• **Task requirements**: Search the material for the string "captures", then show every line where it turns up.

• **Information given**:

//! Line classification for device-monitor logs.
//!
//! Every trimmed input line is sorted into one of four kinds, checked in
//! this order: separator, excluded channel, timestamp marker, data
//! fragment. Classification has no side effects.
//!
//! Exclusion is line-granular: a line that merely mentions an excluded
//! channel keyword is dropped in full, even if it also carries a wanted
//! field.

use crate::config::ExtractorConfig;
use crate::constants::{CLOCK_TIME_FORMAT, TIMESTAMP_PATTERN};
use crate::error::{Result, SensorLogError};
use chrono::NaiveTime;
use regex::Regex;
use std::sync::LazyLock;

static TIMESTAMP_RE: LazyLock<Regex> =
    LazyLock::new(|| Regex::new(TIMESTAMP_PATTERN).expect("Invalid timestamp regex"));

/// Why a line carries nothing for the record builder
#[derive(Debug, Clone, Copy, PartialEq, Eq)]
pub enum IgnoreReason {
    Blank,
    Separator,
    ExcludedChannel,
}

/// Classification of one log line
#[derive(Debug, Clone, Copy, PartialEq, Eq)]
pub enum LineKind<'a> {
    /// Carries no data and must not affect builder state
    Ignorable(IgnoreReason),
    /// Opens a new record at the given time of day; `rest` is whatever
    /// follows the `>` delimiter
    Timestamp { time: NaiveTime, rest: &'a str },
    /// Free text to be matched against the field patterns
    Fragment(&'a str),
}

/// Classifies trimmed log lines
#[derive(Debug, Clone)]
pub struct LineClassifier {
    separator: String,
    excluded_channels: Vec<String>,
}

impl LineClassifier {
    pub fn new(separator: impl Into<String>, excluded_channels: Vec<String>) -> Self {
        Self {
            separator: separator.into(),
            excluded_channels,
        }
    }

    pub fn from_config(config: &ExtractorConfig) -> Self {
        Self::new(config.separator.clone(), config.excluded_channels.clone())
    }

    /// Classify a single line; `line_number` is only used for error context
    pub fn classify<'a>(&self, line: &'a str, line_number: usize) -> Result<LineKind<'a>> {
        if line.is_empty() {
            return Ok(LineKind::Ignorable(IgnoreReason::Blank));
        }

        if line.contains(self.separator.as_str()) {
            return Ok(LineKind::Ignorable(IgnoreReason::Separator));
        }

        if self.mentions_excluded_channel(line) {
            return Ok(LineKind::Ignorable(IgnoreReason::ExcludedChannel));
        }

        if let Some(captures) = TIMESTAMP_RE.captures(line) {
            let clock = &captures[1];
            let rest = line[captures[0].len()..].trim();
            let time = NaiveTime::parse_from_str(clock, CLOCK_TIME_FORMAT).map_err(|source| {
                SensorLogError::InvalidClockTime {
                    line_number,
                    line: line.to_string(),
                    source,
                }
            })?;
            return Ok(LineKind::Timestamp { time, rest });
        }

        Ok(LineKind::Fragment(line))
    }

    fn mentions_excluded_channel(&self, line: &str) -> bool {
        self.excluded_channels
            .iter()
            .any(|keyword| line.contains(keyword.as_str()))
    }
}

impl Default for LineClassifier {
    fn default() -> Self {
        Self::from_config(&ExtractorConfig::default())
    }
}
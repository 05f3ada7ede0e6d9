//! Environmental range compensation as performed on the device.
//!
//! The firmware reports a raw distance computed with a fixed speed of
//! sound. Compensation recovers the time of flight from that distance and
//! re-derives the range from either a speed-of-sound model or a direct
//! distance model.

use crate::config::ReferencePoint;
use crate::constants::device_reference::RAW_DISTANCE_SPEED_MM_S;
use serde::{Deserialize, Serialize};

/// Speed-of-sound sensitivities: m/s per °C, per unit humidity fraction,
/// per kPa
#[derive(Debug, Clone, Copy, PartialEq, Serialize, Deserialize)]
pub struct SpeedCoefficients {
    pub a_t: f64,
    pub a_rh: f64,
    pub a_p: f64,
}

/// Direct distance model coefficients:
/// `d = a0 + a1·tof + b0·Δt·tof + b1·Δrh·tof + b2·Δp·tof`
#[derive(Debug, Clone, Copy, PartialEq, Serialize, Deserialize)]
pub struct DistanceCoefficients {
    pub a0: f64,
    pub a1: f64,
    pub b0: f64,
    pub b1: f64,
    pub b2: f64,
}

/// Which model a compensator applies
#[derive(Debug, Clone, Copy, PartialEq, Serialize, Deserialize)]
pub enum CompensationModel {
    Speed(SpeedCoefficients),
    Distance(DistanceCoefficients),
}

/// Converts raw ultrasonic distances to environment-compensated ones
#[derive(Debug, Clone, Copy, PartialEq)]
pub struct RangeCompensator {
    model: CompensationModel,
    reference: ReferencePoint,
}

impl RangeCompensator {
    pub fn new(model: CompensationModel, reference: ReferencePoint) -> Self {
        Self { model, reference }
    }

    /// Compensator using the firmware's reference point
    pub fn device(model: CompensationModel) -> Self {
        Self::new(model, ReferencePoint::device())
    }

    pub fn model(&self) -> &CompensationModel {
        &self.model
    }

    /// Speed of sound in mm/s for the given conditions.
    ///
    /// Humidity is in percent. Only meaningful for the speed model; the
    /// distance model has no explicit speed and returns `None`.
    pub fn speed_of_sound(&self, temperature: f64, humidity: f64, pressure: f64) -> Option<f64> {
        match self.model {
            CompensationModel::Speed(c) => {
                Some(self.speed_mm_s(&c, temperature, humidity, pressure))
            }
            CompensationModel::Distance(_) => None,
        }
    }

    fn speed_mm_s(
        &self,
        c: &SpeedCoefficients,
        temperature: f64,
        humidity: f64,
        pressure: f64,
    ) -> f64 {
        let r = &self.reference;
        let speed = r.speed_of_sound
            + c.a_t * (temperature - r.temperature)
            + c.a_rh * (humidity - r.humidity) / 100.0
            + c.a_p * (pressure - r.pressure);
        speed * 1000.0
    }

    /// Compensated distance (mm) for a raw distance (mm)
    pub fn compensate(
        &self,
        raw_distance: f64,
        temperature: f64,
        humidity: f64,
        pressure: f64,
    ) -> f64 {
        let tof_ns = raw_to_time_of_flight(raw_distance);
        let r = &self.reference;
        let delta_t = temperature - r.temperature;
        let delta_rh = humidity - r.humidity;
        let delta_p = pressure - r.pressure;

        match self.model {
            CompensationModel::Speed(c) => {
                tof_ns * 1e-9 * self.speed_mm_s(&c, temperature, humidity, pressure) / 2.0
            }
            CompensationModel::Distance(c) => {
                c.a0 + c.a1 * tof_ns
                    + c.b0 * delta_t * tof_ns
                    + c.b1 * delta_rh * tof_ns / 100.0
                    + c.b2 * delta_p * tof_ns
            }
        }
    }
}

/// Round-trip time of flight (ns) implied by a raw firmware distance (mm)
pub fn raw_to_time_of_flight(raw_distance: f64) -> f64 {
    raw_distance * 2.0 / RAW_DISTANCE_SPEED_MM_S * 1e9
}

• **Task response**:
        if let Some(captures) = TIMESTAMP_RE.captures(line) {
            let clock = &captures[1];
            let rest = line[captures[0].len()..].trim();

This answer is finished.